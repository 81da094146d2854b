// ============================================================
// Layer 1 — CLI / Presentation Layer
// ============================================================
// Entry point for all user interaction. Parses arguments with
// `clap` and hands everything else to Layer 2 (application).
//
// Two commands are supported:
//   1. `train` — trains the style network on two image folders
//   2. `eval`  — stylizes one pair or a folder cross product
//
// Running without a subcommand is a usage error (non-zero exit).

// Declare the commands submodule
pub mod commands;

use anyhow::Result;
use clap::Parser;
use commands::{Commands, EvalArgs, TrainArgs};

type EvalBackend = burn::backend::Wgpu;

/// Tracing file written by `train`; `eval` logs to the console only
pub const TRAIN_LOG_FILE: &str = "training.log";

#[derive(Parser, Debug)]
#[command(
    name = "style-align",
    version = "0.1.0",
    about = "Train a three-stage style-transfer network, then stylize images with it."
)]
pub struct Cli {
    /// The subcommand to run (train or eval)
    #[command(subcommand)]
    pub command: Commands,
}

impl Cli {
    /// Log file the command appends to, if any.
    pub fn log_file(&self) -> Option<&'static str> {
        match self.command {
            Commands::Train(_) => Some(TRAIN_LOG_FILE),
            Commands::Eval(_)  => None,
        }
    }

    /// Match on the subcommand and dispatch to the correct use case.
    pub fn run(self) -> Result<()> {
        match self.command {
            Commands::Train(args) => run_train(args),
            Commands::Eval(args)  => run_eval(args),
        }
    }
}

fn run_train(args: TrainArgs) -> Result<()> {
    use crate::application::train_use_case::TrainUseCase;

    tracing::info!(
        "Starting training: content '{}', style '{}'",
        args.content_folder.display(),
        args.style_folder.display()
    );
    let use_case = TrainUseCase::new(args.into());
    let summary  = use_case.execute()?;

    println!(
        "Training complete: {} iterations, {} snapshots in '{}'.",
        summary.iterations,
        summary.snapshots.len(),
        use_case.config().checkpoint_dir.display()
    );
    Ok(())
}

fn run_eval(args: EvalArgs) -> Result<()> {
    use crate::application::eval_use_case::EvalUseCase;

    let device   = burn::backend::wgpu::WgpuDevice::default();
    let use_case = EvalUseCase::new(args.into());
    let report   = use_case.execute::<EvalBackend>(&device)?;

    println!("Wrote {} image(s).", report.written.len());
    if report.failed > 0 {
        println!("{} pair(s) failed; see the log for details.", report.failed);
    }
    Ok(())
}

# [Problem]
Return exactly the run of lines that opens with the one containing "fn run_eval(args: EvalArgs)" and closes with the last line of the records above.

# [Reply]
fn run_eval(args: EvalArgs) -> Result<()> {
    use crate::application::eval_use_case::EvalUseCase;

    let device   = burn::backend::wgpu::WgpuDevice::default();
    let use_case = EvalUseCase::new(args.into());
    let report   = use_case.execute::<EvalBackend>(&device)?;

    println!("Wrote {} image(s).", report.written.len());
    if report.failed > 0 {
        println!("{} pair(s) failed; see the log for details.", report.failed);
    }
    Ok(())
}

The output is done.